This man is the living brick
If you don't tie the vertical rebar doesn't hold the strength off the wall ,you need to tie from the 4, rebar up , in order to get to structurally sound
How can i contact you?
ncma disagrees with you about tie. Why do people have a misconception that the tie wire is doing anything more than just holding it temporarily in place ???
. Reinforcement can be spliced by either contact or noncontact splices. Noncontact lap splices may be spaced as far apart as one-fifth the required length of the lap but not more than 8 in. (203 mm) per Building Code Requirements for Masonry Structures (ref. 4). This provision accommodates construction interference during installation as well as misplaced dowels. Splices are not required to be tied, however tying is often used as a means to hold bars in place.
6.04 why is the block laid that way without a bond? In the U.K we always lay with a brick bond to spread the point load evenly.
+Skill Builder architects and designers is why.
+Learn To Lay Brick I see now. They intend the roof load to go directly down through the reinforced columns to the foundation rather than across the entire wall. It is a whole different way of doing things.
It's called a stacked bond and is for decoration purposes. Just the look. However, it's difficult to lay because it shows every "sin". Nice looking work.
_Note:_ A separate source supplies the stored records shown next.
use crate::backend::{AurHelper, Backend};
use crate::config::FrontConfig;
use crate::privilege::{self, PrivilegeTool};
use crate::terminal::Terminal;
use crate::{pacman_conf, system};
use serde::Serialize;
use std::path::PathBuf;

/// Snapshot of everything pkgfront depends on at runtime.
#[derive(Debug, Clone, Serialize)]
pub struct Report {
    pub distro: String,
    pub architecture: String,
    pub root: bool,
    pub backend: String,
    pub backend_version: Option<String>,
    pub aur_helper: Option<String>,
    pub terminal: Option<String>,
    pub privilege_tool: Option<String>,
    pub internet: bool,
    pub pkgfile: bool,
    pub pacman_conf: PathBuf,
    pub i_love_candy: bool,
    pub ignored_packages: Vec<String>,
    pub repositories: Vec<String>,
    pub config_path: PathBuf,
}

impl Report {
    pub async fn gather(backend: &dyn Backend, config: &FrontConfig) -> Self {
        let program = backend.program().to_string();
        let version = tokio::task::spawn_blocking(move || system::tool_version(&program));
        let internet = tokio::task::spawn_blocking(system::has_internet_connection);
        let (version, internet) = futures::join!(version, internet);
        let is_pacman = backend.name() == "pacman";
        Report {
            distro: system::distro().label().to_string(),
            architecture: system::system_architecture(),
            root: privilege::is_root_running(),
            backend: backend.name().to_string(),
            backend_version: version.ok().flatten(),
            aur_helper: is_pacman
                .then(|| AurHelper::detect(config.aur_helper.as_deref()))
                .flatten()
                .map(|h| h.binary),
            terminal: Terminal::discover(config.terminal.as_deref())
                .ok()
                .map(|t| t.binary),
            privilege_tool: PrivilegeTool::detect(config.privilege_tool)
                .ok()
                .map(|t| t.binary().to_string()),
            internet: internet.unwrap_or(false),
            pkgfile: system::has_executable("pkgfile"),
            pacman_conf: pacman_conf::path(),
            i_love_candy: is_pacman && pacman_conf::is_i_love_candy_enabled(),
            ignored_packages: if is_pacman {
                pacman_conf::ignore_pkgs()
            } else {
                Vec::new()
            },
            repositories: if is_pacman {
                pacman_conf::repositories()
            } else {
                Vec::new()
            },
            config_path: crate::config::config_path(),
        }
    }

    /// Human-readable problems, empty when everything needed is present.
    pub fn issues(&self) -> Vec<String> {
        let mut issues = Vec::new();
        if self.backend_version.is_none() {
            issues.push(format!("{} is not runnable", self.backend));
        }
        if self.terminal.is_none() {
            issues.push("no terminal emulator found; privileged actions need --no-terminal".into());
        }
        if self.privilege_tool.is_none() && !self.root {
            issues.push("no sudo, doas or pkexec found".into());
        }
        if !self.internet {
            issues.push("no internet connection".into());
        }
        if self.backend == "pacman" && !self.pacman_conf.exists() {
            issues.push(format!("missing {}", self.pacman_conf.display()));
        }
        issues
    }
}
use crate::privilege::PrivilegeTool;
use serde::{Deserialize, Serialize};
use std::fs;
use std::path::{Path, PathBuf};
use toml_edit::{DocumentMut, value};

/// Which package tool family to drive.
#[derive(Debug, Clone, Copy, PartialEq, Eq, Serialize, Deserialize)]
#[serde(rename_all = "lowercase")]
pub enum BackendKind {
    Pacman,
    Pkg,
}

#[derive(Debug, Clone, Serialize, Deserialize, PartialEq)]
#[serde(default)]
pub struct FrontConfig {
    /// Force a backend instead of probing for pacman/pkg
    pub backend: Option<BackendKind>,
    /// Preferred terminal emulator binary
    pub terminal: Option<String>,
    /// Preferred AUR helper binary
    pub aur_helper: Option<String>,
    pub privilege_tool: Option<PrivilegeTool>,
    pub pacman_conf: Option<PathBuf>,
    /// Keep the user's locale for output shown to humans
    pub user_language: bool,
    /// Package versions kept by `clean`
    pub clean_keep: u32,
    pub log_verbose: bool,
}

impl Default for FrontConfig {
    fn default() -> Self {
        Self {
            backend: None,
            terminal: None,
            aur_helper: None,
            privilege_tool: None,
            pacman_conf: None,
            user_language: false,
            clean_keep: 3,
            log_verbose: false,
        }
    }
}

impl FrontConfig {
    pub fn load() -> Self {
        Self::load_from(&config_path())
    }

    pub fn load_from(path: &Path) -> Self {
        if path.exists() {
            tracing::debug!(path = %path.display(), "found config");
            match fs::read_to_string(path) {
                Ok(contents) => match toml::from_str::<FrontConfig>(&contents) {
                    Ok(cfg) => return cfg,
                    Err(e) => tracing::warn!("[config] Failed to parse {}: {e}", path.display()),
                },
                Err(e) => tracing::warn!("[config] Failed to read {}: {e}", path.display()),
            }
        }
        FrontConfig::default()
    }

    pub fn language(&self) -> crate::process::Language {
        if self.user_language {
            crate::process::Language::UserDefined
        } else {
            crate::process::Language::English
        }
    }
}

pub fn set_config_key(key: &str, value_str: &str) -> crate::error::Result<()> {
    set_config_key_at(&config_path(), key, value_str)
}

/// Set `key` in the TOML file at `path`, keeping comments and other keys.
///
/// Booleans and integers are stored typed, everything else as a string.
/// Values that would not load back are rejected and nothing is written.
pub fn set_config_key_at(path: &Path, key: &str, value_str: &str) -> crate::error::Result<()> {
    let mut doc = if path.exists() {
        fs::read_to_string(path)?
            .parse::<DocumentMut>()
            .map_err(|e| crate::error::PkgError::Config(e.to_string()))?
    } else {
        DocumentMut::new()
    };
    doc[key] = if let Ok(b) = value_str.parse::<bool>() {
        value(b)
    } else if let Ok(n) = value_str.parse::<i64>() {
        value(n)
    } else {
        value(value_str)
    };
    let text = doc.to_string();
    // reject values the loader would otherwise silently drop
    toml::from_str::<FrontConfig>(&text)
        .map_err(|e| crate::error::PkgError::Config(format!("{} = {}: {}", key, value_str, e)))?;
    if let Some(parent) = path.parent() {
        fs::create_dir_all(parent)?;
    }
    fs::write(path, text)?;
    Ok(())
}

pub fn get_config_key(key: &str) -> Option<String> {
    get_config_key_at(&config_path(), key)
}

pub fn get_config_key_at(path: &Path, key: &str) -> Option<String> {
    let doc = fs::read_to_string(path).ok()?.parse::<DocumentMut>().ok()?;
    doc.get(key).map(|v| v.to_string().trim().to_string())
}

pub fn reset_config() -> crate::error::Result<()> {
    reset_config_at(&config_path())
}

pub fn reset_config_at(path: &Path) -> crate::error::Result<()> {
    let body = toml::to_string(&FrontConfig::default())
        .map_err(|e| crate::error::PkgError::Config(e.to_string()))?;
    if let Some(parent) = path.parent() {
        fs::create_dir_all(parent)?;
    }
    fs::write(path, body)?;
    Ok(())
}

pub fn show_config() -> String {
    let path = config_path();
    match fs::read_to_string(&path) {
        Ok(contents) => contents,
        Err(_) => format!("No config file found at {}", path.display()),
    }
}

/// `PKGFRONT_CONFIG` overrides the default location.
pub fn config_path() -> PathBuf {
    if let Some(p) = std::env::var_os("PKGFRONT_CONFIG") {
        return PathBuf::from(p);
    }
    dirs::config_dir()
        .unwrap_or_else(|| PathBuf::from("/tmp"))
        .join("pkgfront/pkgfront.toml")
}

// Config precedence: CLI flag > ~/.config/pkgfront/pkgfront.toml > default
Very well explained. Thanks
Larry Haun of Brick
Great video. Thanks for posting this! One question: Aren't the steel reinforcing bars supposed to be tied together as they are placed? Thanks again.
Newbie question, so please forgive me. When the rebar is laid horizontally to create a 'bond beam' - say every 4 feet vertically. When the wet concrete is poured into the cinder block does that completely fill the wall the full length of the rebar, and four feet downwards - in other words the full wall is completely filled with concrete? If my understanding is incorrect, can you please correct me? Thanks.
great question! The concrete called grout in this situation only goes down the vertical cells where the rebar is and horizontal in the the bond beam coarse. The masons put grout stop which is a paper or a netting material down to stop the grout from flowing down the cells that don't have rebar in them.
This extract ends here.